* What is required *
Please look for the string "info" below and report every line in which it occurs.

Provided records START

use std::io::{BufRead, Write};

use serde::Serialize;
use tracing::{info, instrument, warn};

use crate::entities::ArticleRecord;
use crate::generation::Message;
use crate::pipeline::errors::PipelineError;

pub const DEFAULT_FINETUNE_OUTPUT: &str = "data/finetuning_data/training_corpus.jsonl";

const SYSTEM_PROMPT: &str =
    "あなたは、筆者の個人的な視点と文体を強く反映した映画レビューを書くアシスタントです。";

/// One chat-format training example.
#[derive(Debug, Clone, PartialEq, Serialize)]
pub struct FineTuneExample {
    pub messages: Vec<Message>,
}

impl FineTuneExample {
    /// `None` when the article lacks a title or body.
    pub fn from_article(article: &ArticleRecord) -> Option<Self> {
        let title = article.title_str().filter(|t| !t.is_empty())?;
        let text = article.text_str().filter(|t| !t.is_empty())?;

        Some(Self {
            messages: vec![
                Message::system(SYSTEM_PROMPT),
                Message::user(format!(
                    "映画「{title}」についてのブログ記事を、私のスタイルで執筆してください。"
                )),
                Message::assistant(text.trim()),
            ],
        })
    }
}

#[derive(Debug, Clone, Copy, Default, PartialEq, Eq)]
pub struct FineTuneStats {
    pub written: usize,
    pub skipped: usize,
}

/// Packages cleaned articles as chat-format training examples.
#[instrument(skip_all)]
pub fn build_finetune_corpus<R: BufRead, W: Write>(
    input: R,
    mut output: W,
) -> Result<FineTuneStats, PipelineError> {
    let mut stats = FineTuneStats::default();

    for (index, line) in input.lines().enumerate() {
        let line = line?;
        if line.trim().is_empty() {
            continue;
        }

        let article: ArticleRecord = match serde_json::from_str(&line) {
            Ok(article) => article,
            Err(e) => {
                warn!(line = index + 1, error = %e, "skipping malformed record");
                stats.skipped += 1;
                continue;
            }
        };

        let Some(example) = FineTuneExample::from_article(&article) else {
            warn!(line = index + 1, id = %article.id, "skipping record without title or text");
            stats.skipped += 1;
            continue;
        };

        serde_json::to_writer(&mut output, &example)?;
        output.write_all(b"\n")?;
        stats.written += 1;
    }
    output.flush()?;

    info!(written = stats.written, skipped = stats.skipped, "fine-tuning corpus built");
    Ok(stats)
}
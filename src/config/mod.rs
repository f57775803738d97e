//! Configuration handling for the cleaning and generation passes.
//!
//! Everything is read from environment variables with development defaults.
//! `Config::from_env` resolves optional values once (for example the
//! fine-tuned model id, which falls back to the default model) so no caller
//! has to probe for them later.

use std::env;
use std::error::Error;
use std::fmt::{Display, Formatter};
use std::path::{Path, PathBuf};
use std::str::FromStr;

use crate::cleaner::html::DEFAULT_AFFILIATE_SELECTORS;
use crate::generation::GenerationParams;

pub const ENV_DEFAULT_MODEL: &str = "POSTCLEAN_DEFAULT_MODEL";
pub const ENV_FINETUNED_MODEL: &str = "POSTCLEAN_FINETUNED_MODEL";
pub const ENV_TEMPERATURE: &str = "POSTCLEAN_TEMPERATURE";
pub const ENV_MAX_TOKENS: &str = "POSTCLEAN_MAX_TOKENS";
pub const ENV_TOP_P: &str = "POSTCLEAN_TOP_P";
pub const ENV_MENTION_HANDLE: &str = "POSTCLEAN_MENTION_HANDLE";
pub const ENV_AFFILIATE_SELECTORS: &str = "POSTCLEAN_AFFILIATE_SELECTORS";
pub const ENV_STRIP_ALL_SHORTCODES: &str = "POSTCLEAN_STRIP_ALL_SHORTCODES";
pub const ENV_RULES_FILE: &str = "POSTCLEAN_RULES_FILE";
pub const ENV_GENERATION_CONCURRENCY: &str = "POSTCLEAN_GENERATION_CONCURRENCY";

const DEFAULT_MODEL: &str = "gpt-3.5-turbo";
const DEFAULT_TEMPERATURE: f32 = 0.7;
const DEFAULT_MAX_TOKENS: u32 = 2000;
const DEFAULT_TOP_P: f32 = 1.0;
const DEFAULT_GENERATION_CONCURRENCY: usize = 4;

#[derive(Debug, Clone, PartialEq)]
pub struct Config {
    default_model: String,
    finetuned_model: Option<String>,
    temperature: f32,
    max_tokens: u32,
    top_p: f32,
    mention_handle: Option<String>,
    affiliate_selectors: Vec<String>,
    strip_all_shortcodes: bool,
    rules_file: Option<PathBuf>,
    generation_concurrency: usize,
}

impl Config {
    /// Load from environment variables, falling back to development defaults.
    pub fn from_env() -> Result<Self, ConfigError> {
        let default_model = optional(ENV_DEFAULT_MODEL).unwrap_or_else(|| DEFAULT_MODEL.to_string());
        let finetuned_model = optional(ENV_FINETUNED_MODEL);
        let temperature = parsed(ENV_TEMPERATURE, DEFAULT_TEMPERATURE)?;
        let max_tokens = parsed(ENV_MAX_TOKENS, DEFAULT_MAX_TOKENS)?;
        let top_p = parsed(ENV_TOP_P, DEFAULT_TOP_P)?;
        let mention_handle = optional(ENV_MENTION_HANDLE);
        let affiliate_selectors = match optional(ENV_AFFILIATE_SELECTORS) {
            Some(list) => list
                .split(',')
                .map(str::trim)
                .filter(|s| !s.is_empty())
                .map(str::to_string)
                .collect(),
            None => default_selectors(),
        };
        let strip_all_shortcodes = parsed(ENV_STRIP_ALL_SHORTCODES, false)?;
        let rules_file = optional(ENV_RULES_FILE).map(PathBuf::from);
        let generation_concurrency =
            parsed(ENV_GENERATION_CONCURRENCY, DEFAULT_GENERATION_CONCURRENCY)?;

        if !(0.0..=2.0).contains(&temperature) {
            return Err(ConfigError::InvalidValue {
                field: ENV_TEMPERATURE,
                reason: format!("{temperature} is outside 0.0..=2.0"),
            });
        }
        if !(0.0..=1.0).contains(&top_p) {
            return Err(ConfigError::InvalidValue {
                field: ENV_TOP_P,
                reason: format!("{top_p} is outside 0.0..=1.0"),
            });
        }
        if generation_concurrency == 0 {
            return Err(ConfigError::InvalidValue {
                field: ENV_GENERATION_CONCURRENCY,
                reason: "must be at least 1".to_string(),
            });
        }

        Ok(Self {
            default_model,
            finetuned_model,
            temperature,
            max_tokens,
            top_p,
            mention_handle,
            affiliate_selectors,
            strip_all_shortcodes,
            rules_file,
            generation_concurrency,
        })
    }

    pub fn with_finetuned_model(mut self, model: impl Into<String>) -> Self {
        self.finetuned_model = Some(model.into());
        self
    }

    pub fn with_mention_handle(mut self, handle: impl Into<String>) -> Self {
        self.mention_handle = Some(handle.into());
        self
    }

    pub fn with_rules_file(mut self, path: impl Into<PathBuf>) -> Self {
        self.rules_file = Some(path.into());
        self
    }

    pub fn with_strip_all_shortcodes(mut self, enabled: bool) -> Self {
        self.strip_all_shortcodes = enabled;
        self
    }

    /// The fine-tuned model when one is configured, the default model otherwise.
    pub fn model(&self) -> &str {
        self.finetuned_model.as_deref().unwrap_or(&self.default_model)
    }

    pub fn finetuned_model(&self) -> Option<&str> {
        self.finetuned_model.as_deref()
    }

    pub fn generation_params(&self) -> GenerationParams {
        GenerationParams {
            model: self.model().to_string(),
            temperature: self.temperature,
            max_tokens: self.max_tokens,
            top_p: self.top_p,
            frequency_penalty: None,
            presence_penalty: None,
        }
    }

    pub fn mention_handle(&self) -> Option<&str> {
        self.mention_handle.as_deref()
    }

    pub fn affiliate_selectors(&self) -> &[String] {
        &self.affiliate_selectors
    }

    pub fn strip_all_shortcodes(&self) -> bool {
        self.strip_all_shortcodes
    }

    pub fn rules_file(&self) -> Option<&Path> {
        self.rules_file.as_deref()
    }

    pub fn generation_concurrency(&self) -> usize {
        self.generation_concurrency
    }
}

impl Default for Config {
    /// Development defaults (mirrors `from_env` with no env overrides).
    fn default() -> Self {
        Self {
            default_model: DEFAULT_MODEL.to_string(),
            finetuned_model: None,
            temperature: DEFAULT_TEMPERATURE,
            max_tokens: DEFAULT_MAX_TOKENS,
            top_p: DEFAULT_TOP_P,
            mention_handle: None,
            affiliate_selectors: default_selectors(),
            strip_all_shortcodes: false,
            rules_file: None,
            generation_concurrency: DEFAULT_GENERATION_CONCURRENCY,
        }
    }
}

fn default_selectors() -> Vec<String> {
    DEFAULT_AFFILIATE_SELECTORS
        .iter()
        .map(|s| s.to_string())
        .collect()
}

/// Unset and blank variables are both treated as absent.
fn optional(key: &str) -> Option<String> {
    env::var(key)
        .ok()
        .map(|v| v.trim().to_string())
        .filter(|v| !v.is_empty())
}

fn parsed<T>(key: &'static str, default: T) -> Result<T, ConfigError>
where
    T: FromStr,
    T::Err: Display,
{
    match optional(key) {
        Some(raw) => raw.parse().map_err(|e: T::Err| ConfigError::InvalidValue {
            field: key,
            reason: format!("'{raw}': {e}"),
        }),
        None => Ok(default),
    }
}

/// Errors that can occur while building a configuration.
#[derive(Debug)]
pub enum ConfigError {
    InvalidValue { field: &'static str, reason: String },
}

impl Display for ConfigError {
    fn fmt(&self, f: &mut Formatter<'_>) -> std::fmt::Result {
        match self {
            ConfigError::InvalidValue { field, reason } => {
                write!(f, "invalid value for '{}': {}", field, reason)
            }
        }
    }
}

impl Error for ConfigError {}
use serde::{Deserialize, Serialize};

#[derive(Debug, Clone, Copy, PartialEq, Eq, Serialize, Deserialize)]
#[serde(rename_all = "lowercase")]
pub enum Role {
    System,
    User,
    Assistant,
}

/// A chat message as sent to a generation backend.
#[derive(Debug, Clone, PartialEq, Eq, Serialize, Deserialize)]
pub struct Message {
    pub role: Role,
    pub content: String,
}

impl Message {
    pub fn system(content: impl Into<String>) -> Self {
        Self {
            role: Role::System,
            content: content.into(),
        }
    }

    pub fn user(content: impl Into<String>) -> Self {
        Self {
            role: Role::User,
            content: content.into(),
        }
    }

    pub fn assistant(content: impl Into<String>) -> Self {
        Self {
            role: Role::Assistant,
            content: content.into(),
        }
    }
}

#[derive(Debug, Clone, PartialEq, Serialize, Deserialize)]
pub struct GenerationParams {
    pub model: String,
    pub temperature: f32,
    pub max_tokens: u32,
    pub top_p: f32,
    #[serde(default, skip_serializing_if = "Option::is_none")]
    pub frequency_penalty: Option<f32>,
    #[serde(default, skip_serializing_if = "Option::is_none")]
    pub presence_penalty: Option<f32>,
}

impl GenerationParams {
    /// Low temperature and a generous token budget: rewriting should stay
    /// close to the source and not be cut short.
    pub fn for_refinement(model: impl Into<String>) -> Self {
        Self {
            model: model.into(),
            temperature: 0.3,
            max_tokens: 5000,
            top_p: 1.0,
            frequency_penalty: None,
            presence_penalty: None,
        }
    }
}
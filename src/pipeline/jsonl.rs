use std::io::{BufRead, Write};

use serde_json::Value;
use tracing::{info, instrument, warn};

use crate::cleaner::Cleaner;
use crate::pipeline::errors::PipelineError;

pub const DEFAULT_TEXT_FIELD: &str = "text";

#[derive(Debug, Clone, Copy, Default, PartialEq, Eq)]
pub struct CleanStats {
    pub written: usize,
    pub skipped: usize,
}

/// Re-normalizes one string field of every JSONL object. Every other field
/// passes through untouched; a missing or non-string field becomes "".
#[instrument(skip(input, output, cleaner))]
pub fn clean_jsonl<R: BufRead, W: Write>(
    input: R,
    mut output: W,
    cleaner: &Cleaner,
    field: &str,
) -> Result<CleanStats, PipelineError> {
    let mut stats = CleanStats::default();

    for (index, line) in input.lines().enumerate() {
        let line = line?;
        if line.trim().is_empty() {
            continue;
        }
        let line_number = index + 1;

        let mut object = match serde_json::from_str::<Value>(&line) {
            Ok(Value::Object(object)) => object,
            Ok(_) => {
                warn!(line = line_number, "skipping non-object record");
                stats.skipped += 1;
                continue;
            }
            Err(e) => {
                warn!(line = line_number, error = %e, "skipping malformed record");
                stats.skipped += 1;
                continue;
            }
        };

        let cleaned = cleaner.clean_value(object.get(field));
        object.insert(field.to_string(), Value::String(cleaned));

        serde_json::to_writer(&mut output, &object)?;
        output.write_all(b"\n")?;
        stats.written += 1;
    }
    output.flush()?;

    info!(written = stats.written, skipped = stats.skipped, "text cleaning finished");
    Ok(stats)
}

Provided records END

* Task output *
use tracing::{info, instrument, warn};
    info!(written = stats.written, skipped = stats.skipped, "fine-tuning corpus built");
use tracing::{info, instrument, warn};
    info!(written = stats.written, skipped = stats.skipped, "text cleaning finished");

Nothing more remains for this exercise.